Problem to work on
The line containing "pub fn secret_bytes(&self)" marks where to begin; quote it and every line after it through the end of the data, exactly as written.

Extracted data
//! Cryptographic primitives for the Mchain core

use once_cell::sync::Lazy;
use rand::rngs::OsRng;
use secp256k1::{
    constants::{SECRET_KEY_SIZE, UNCOMPRESSED_PUBLIC_KEY_SIZE},
    All, PublicKey, Secp256k1, SecretKey,
};
use sha3::{Digest, Keccak256};

use crate::error::ChainError;

/// A thread-safe, lazily initialized Secp256k1 context.
/// This prevents repeated, unnecessary context creation.
static SECP256K1_CONTEXT: Lazy<Secp256k1<All>> = Lazy::new(Secp256k1::new);

/// Length in bytes of a node id: an uncompressed secp256k1 public key with
/// the 0x04 prefix byte stripped.
pub const NODE_ID_SIZE: usize = UNCOMPRESSED_PUBLIC_KEY_SIZE - 1;

/// Raw node id bytes as they travel in discovery packets and enode URLs.
pub type NodeId = [u8; NODE_ID_SIZE];

/// Keccak-256 digest of the input bytes.
pub fn keccak256(data: &[u8]) -> [u8; 32] {
    let mut hasher = Keccak256::new();
    hasher.update(data);
    hasher.finalize().into()
}

/// The identity key of a local node. The public half, in node-id form, is
/// what peers see during discovery and handshakes.
#[derive(Debug, Clone)]
pub struct NodeKey {
    secret_key: SecretKey,
    public_key: PublicKey,
}

impl NodeKey {
    /// Generates a new random NodeKey using the OS random number generator.
    pub fn generate() -> Self {
        let secret_key = SecretKey::new(&mut OsRng);
        Self::from_secret_key(secret_key)
    }

    /// Creates a NodeKey from an existing SecretKey.
    pub fn from_secret_key(secret_key: SecretKey) -> Self {
        // Using the context from the static Lazy
        let public_key = PublicKey::from_secret_key(&SECP256K1_CONTEXT, &secret_key);
        NodeKey {
            secret_key,
            public_key,
        }
    }

    /// Creates a NodeKey from raw secret key bytes.
    pub fn from_secret_bytes(bytes: &[u8]) -> Result<Self, ChainError> {
        let secret_key = SecretKey::from_slice(bytes).map_err(|e| {
            if bytes.len() != SECRET_KEY_SIZE {
                ChainError::Crypto(format!(
                    "Secret key must be {} bytes, got {}",
                    SECRET_KEY_SIZE,
                    bytes.len()
                ))
            } else {
                ChainError::Crypto(format!("Invalid secret key bytes: {}", e))
            }
        })?;
        Ok(Self::from_secret_key(secret_key))
    }

    /// Creates a NodeKey from a 32-byte seed, typically a digest of some
    /// stable text. Fails if the seed falls outside the curve order.
    pub fn from_seed(seed: &[u8; 32]) -> Result<Self, ChainError> {
        let secret_key = SecretKey::from_slice(seed)
            .map_err(|e| ChainError::Crypto(format!("Seed is not a usable secret key: {}", e)))?;
        Ok(Self::from_secret_key(secret_key))
    }

    /// The node id: the uncompressed public key with the leading 0x04 byte
    /// stripped.
    pub fn node_id(&self) -> NodeId {
        let uncompressed = self.public_key.serialize_uncompressed();
        let mut id = [0u8; NODE_ID_SIZE];
        id.copy_from_slice(&uncompressed[1..]);
        id
    }

    /// Raw secret key bytes, for persistence by the caller.
    pub fn secret_bytes(&self) -> [u8; SECRET_KEY_SIZE] {
        self.secret_key.secret_bytes()
    }
}

/// Derives the synthetic node id for identity text that carries no key
/// material: the text is hashed and the digest is read as a secret key.
/// The same text yields a byte-identical id on every call.
pub fn synthetic_node_id(text: &str) -> Result<NodeId, ChainError> {
    NodeKey::from_seed(&keccak256(text.as_bytes())).map(|key| key.node_id())
}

Task answer
    pub fn secret_bytes(&self) -> [u8; SECRET_KEY_SIZE] {
        self.secret_key.secret_bytes()
    }
}

/// Derives the synthetic node id for identity text that carries no key
/// material: the text is hashed and the digest is read as a secret key.
/// The same text yields a byte-identical id on every call.
pub fn synthetic_node_id(text: &str) -> Result<NodeId, ChainError> {
    NodeKey::from_seed(&keccak256(text.as_bytes())).map(|key| key.node_id())
}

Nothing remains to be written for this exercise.